Schematic diagram of text mining and data analysis. Text mining was used to obtain the common genes between breast cancer and periodontitis. These genes were then integrated by functional analysis and enrichment. PPI analysis was performed to identify significant module genes. The final candidate drugs were carried out in DGIdb by gene–drug interaction analysis.
Material and methods
Text mining
We used the database pubmed2ensembl (http://pubmed2ensembl.ls.manchester.ac.uk) to perform text mining. Pubmed2ensembl is an open website that makes it easier for biologists to find relevant literature on specific genomic regions or functional gene sets [22]. We input the search terms ‘breast cancer’ and ‘periodontitis’ to obtain a series of genes, and then the common genes were collected for further analysis.

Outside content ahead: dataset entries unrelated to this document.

//! services/api/src/web/rest.rs
//!
//! Contains the Axum handlers for the REST API endpoints and the master
//! definition for the OpenAPI specification.

use crate::{
    error::ApiError,
    web::{scan_task::scan_process, state::AppState},
};
use axum::{
    extract::{Multipart, Path, Query, State},
    http::StatusCode,
    response::{IntoResponse, Json},
};
use plant_doctor_core::{
    library, AnalysisRecord, CareLevel, EncodedImage, HealthStatus, LibraryPlant, RecordId,
    Severity, View, ViewState,
};
use serde::{Deserialize, Serialize};
use std::sync::Arc;
use tracing::info;
use utoipa::{IntoParams, OpenApi, ToSchema};

//=========================================================================================
// OpenAPI Master Definition
//=========================================================================================

#[derive(OpenApi)]
#[openapi(
    paths(
        scan_handler,
        get_state_handler,
        navigate_handler,
        reset_handler,
        select_record_handler,
        list_history_handler,
        clear_history_handler,
        list_collection_handler,
        add_to_collection_handler,
        remove_from_collection_handler,
        list_library_handler,
        get_library_plant_handler,
    ),
    components(
        schemas(
            AnalysisRecord, RecordId, HealthStatus, Severity, View, ViewState, LibraryPlant, CareLevel,
            StateResponse, NavigateRequest, SaveRecordRequest
        )
    ),
    tags(
        (name = "Plant Doctor API", description = "Diagnose plant photos and manage scan history and the saved collection.")
    )
)]
pub struct ApiDoc;

//=========================================================================================
// API Response and Payload Structs
//=========================================================================================

/// The current view state plus whether the record on display is saved.
#[derive(Debug, Serialize, ToSchema)]
#[serde(rename_all = "camelCase")]
pub struct StateResponse {
    pub state: ViewState,
    pub is_current_saved: bool,
}

#[derive(Debug, Deserialize, ToSchema)]
pub struct NavigateRequest {
    pub view: View,
}

#[derive(Debug, Deserialize, ToSchema)]
pub struct SaveRecordRequest {
    /// Id of a record currently in History or Collection.
    pub id: RecordId,
}

#[derive(Debug, Default, Deserialize, IntoParams)]
#[into_params(parameter_in = Query)]
pub struct ClearHistoryParams {
    /// Answer to the "clear your scan history?" confirmation.
    #[serde(default)]
    pub confirm: bool,
}

#[derive(Debug, Default, Deserialize, IntoParams)]
#[into_params(parameter_in = Query)]
pub struct LibraryParams {
    /// Only plants in this category (case-insensitive).
    pub category: Option<String>,
}

async fn state_response(app_state: &AppState) -> StateResponse {
    let controller = app_state.controller.lock().await;
    StateResponse {
        state: controller.state().clone(),
        is_current_saved: controller.is_current_saved(),
    }
}

//=========================================================================================
// Scan
//=========================================================================================

/// Diagnose a plant photo.
///
/// Accepts multipart/form-data with either an `image` file part or a `dataUri`
/// text part holding a `data:<mime>;base64,...` URI.
#[utoipa::path(
    post,
    path = "/scan",
    request_body(content_type = "multipart/form-data", description = "The plant photo to diagnose."),
    responses(
        (status = 200, description = "Diagnosis recorded in history", body = StateResponse),
        (status = 400, description = "No usable image in the request"),
        (status = 409, description = "A scan is already in progress"),
        (status = 502, description = "The image could not be analyzed")
    )
)]
pub async fn scan_handler(
    State(app_state): State<Arc<AppState>>,
    mut multipart: Multipart,
) -> Result<impl IntoResponse, ApiError> {
    let mut image = None;
    while let Some(field) = multipart
        .next_field()
        .await
        .map_err(|e| ApiError::BadRequest(format!("Failed to read multipart data: {}", e)))?
    {
        let name = field.name().map(str::to_string);
        match name.as_deref() {
            Some("image") => {
                let mime_type = field.content_type().unwrap_or("image/jpeg").to_string();
                let data = field
                    .bytes()
                    .await
                    .map_err(|e| ApiError::BadRequest(format!("Failed to read image bytes: {}", e)))?;
                image = Some(EncodedImage::new(data.to_vec(), mime_type));
            }
            Some("dataUri") => {
                let text = field
                    .text()
                    .await
                    .map_err(|e| ApiError::BadRequest(format!("Failed to read data URI: {}", e)))?;
                let parsed = EncodedImage::from_data_uri(&text)
                    .map_err(|e| ApiError::BadRequest(e.detail().to_string()))?;
                image = Some(parsed);
            }
            _ => {}
        }
    }

    let image = image.ok_or_else(|| {
        ApiError::BadRequest("Multipart form must include an image or dataUri part".to_string())
    })?;
    if image.is_empty() {
        return Err(ApiError::BadRequest("Uploaded image is empty".to_string()));
    }

    scan_process(app_state.clone(), image).await?;
    Ok(Json(state_response(&app_state).await))
}

//=========================================================================================
// View State
//=========================================================================================

#[utoipa::path(
    get,
    path = "/state",
    responses((status = 200, description = "Current view state", body = StateResponse))
)]
pub async fn get_state_handler(State(app_state): State<Arc<AppState>>) -> Json<StateResponse> {
    Json(state_response(&app_state).await)
}

/// Switch the active screen. Leaving the scanner clears the current record.
#[utoipa::path(
    post,
    path = "/view",
    request_body = NavigateRequest,
    responses((status = 200, description = "Navigated", body = StateResponse))
)]
pub async fn navigate_handler(
    State(app_state): State<Arc<AppState>>,
    Json(req): Json<NavigateRequest>,
) -> Json<StateResponse> {
    app_state.controller.lock().await.navigate_to(req.view);
    Json(state_response(&app_state).await)
}

/// Dismiss the current result and return the scanner to its ready state.
#[utoipa::path(
    post,
    path = "/view/reset",
    responses((status = 200, description = "Scanner reset", body = StateResponse))
)]
pub async fn reset_handler(State(app_state): State<Arc<AppState>>) -> Json<StateResponse> {
    app_state.controller.lock().await.reset_current();
    Json(state_response(&app_state).await)
}

/// Show a previous diagnosis from History or Collection without rescanning.
#[utoipa::path(
    post,
    path = "/records/{id}/select",
    params(("id" = String, Path, description = "Record id")),
    responses(
        (status = 200, description = "Record selected", body = StateResponse),
        (status = 404, description = "No such record in History or Collection")
    )
)]
pub async fn select_record_handler(
    State(app_state): State<Arc<AppState>>,
    Path(id): Path<String>,
) -> Result<Json<StateResponse>, ApiError> {
    app_state
        .controller
        .lock()
        .await
        .select_record_by_id(&id)
        .ok_or_else(|| ApiError::NotFound(format!("record {}", id)))?;
    Ok(Json(state_response(&app_state).await))
}

//=========================================================================================
// History
//=========================================================================================

#[utoipa::path(
    get,
    path = "/history",
    responses((status = 200, description = "Most recent scans first", body = Vec<AnalysisRecord>))
)]
pub async fn list_history_handler(
    State(app_state): State<Arc<AppState>>,
) -> Json<Vec<AnalysisRecord>> {
    Json(app_state.controller.lock().await.store().history().to_vec())
}

/// Clear the scan history. Nothing happens unless `confirm=true`.
#[utoipa::path(
    delete,
    path = "/history",
    params(ClearHistoryParams),
    responses((status = 200, description = "History after the request", body = Vec<AnalysisRecord>))
)]
pub async fn clear_history_handler(
    State(app_state): State<Arc<AppState>>,
    Query(params): Query<ClearHistoryParams>,
) -> Result<Json<Vec<AnalysisRecord>>, ApiError> {
    let mut controller = app_state.controller.lock().await;
    let history = controller.clear_history(|_| params.confirm)?.to_vec();
    Ok(Json(history))
}

//=========================================================================================
// Collection
//=========================================================================================

#[utoipa::path(
    get,
    path = "/collection",
    responses((status = 200, description = "Saved records, most recent first", body = Vec<AnalysisRecord>))
)]
pub async fn list_collection_handler(
    State(app_state): State<Arc<AppState>>,
) -> Json<Vec<AnalysisRecord>> {
    Json(app_state.controller.lock().await.store().collection().to_vec())
}

/// Save a known record to the collection. Saving it twice is a no-op and
/// answers 200 instead of 201.
#[utoipa::path(
    post,
    path = "/collection",
    request_body = SaveRecordRequest,
    responses(
        (status = 201, description = "Record saved; the collection after the save", body = Vec<AnalysisRecord>),
        (status = 200, description = "Record was already saved; the collection is unchanged", body = Vec<AnalysisRecord>),
        (status = 404, description = "No such record in History or Collection")
    )
)]
pub async fn add_to_collection_handler(
    State(app_state): State<Arc<AppState>>,
    Json(req): Json<SaveRecordRequest>,
) -> Result<impl IntoResponse, ApiError> {
    let mut controller = app_state.controller.lock().await;
    if controller.store().is_saved(req.id.as_str()) {
        return Ok((StatusCode::OK, Json(controller.store().collection().to_vec())));
    }
    let record = controller
        .store()
        .find(req.id.as_str())
        .cloned()
        .ok_or_else(|| ApiError::NotFound(format!("record {}", req.id)))?;
    let collection = controller.add_to_collection(record)?.to_vec();
    info!(record_id = %req.id, size = collection.len(), "Saved to collection");
    Ok((StatusCode::CREATED, Json(collection)))
}

/// Remove a record from the collection. Unknown ids are ignored.
#[utoipa::path(
    delete,
    path = "/collection/{id}",
    params(("id" = String, Path, description = "Record id")),
    responses((status = 200, description = "Collection after the removal", body = Vec<AnalysisRecord>))
)]
pub async fn remove_from_collection_handler(
    State(app_state): State<Arc<AppState>>,
    Path(id): Path<String>,
) -> Result<Json<Vec<AnalysisRecord>>, ApiError> {
    let mut controller = app_state.controller.lock().await;
    Ok(Json(controller.remove_from_collection(&id)?.to_vec()))
}

//=========================================================================================
// Plant Library
//=========================================================================================

#[utoipa::path(
    get,
    path = "/library",
    params(LibraryParams),
    responses((status = 200, description = "Encyclopedia entries", body = Vec<LibraryPlant>))
)]
pub async fn list_library_handler(Query(params): Query<LibraryParams>) -> Json<Vec<LibraryPlant>> {
    let plants: Vec<LibraryPlant> = match params.category.as_deref() {
        Some(category) => library::by_category(category).into_iter().cloned().collect(),
        None => library::all().to_vec(),
    };
    Json(plants)
}

#[utoipa::path(
    get,
    path = "/library/{id}",
    params(("id" = String, Path, description = "Library plant id")),
    responses(
        (status = 200, description = "Encyclopedia entry", body = LibraryPlant),
        (status = 404, description = "Unknown plant")
    )
)]
pub async fn get_library_plant_handler(Path(id): Path<String>) -> Result<Json<LibraryPlant>, ApiError> {
    library::find(&id)
        .cloned()
        .map(Json)
        .ok_or_else(|| ApiError::NotFound(format!("library plant {}", id)))
}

Gene ontology and pathway enrichment
The gene ontology (GO) analysis is always used as a universal and useful approach for annotating genes products and characteristics. The Kyoto Encyclopedia of Genes and Genomes (KEGG) is another frequently-used open database integrating genomic, chemical, and systemic functional information [23]. In this study, we used DAVID, a web-based analysis tool that provides a comprehensive set of applicable annotation services to perform the GO and KEGG enrichment of the common genes.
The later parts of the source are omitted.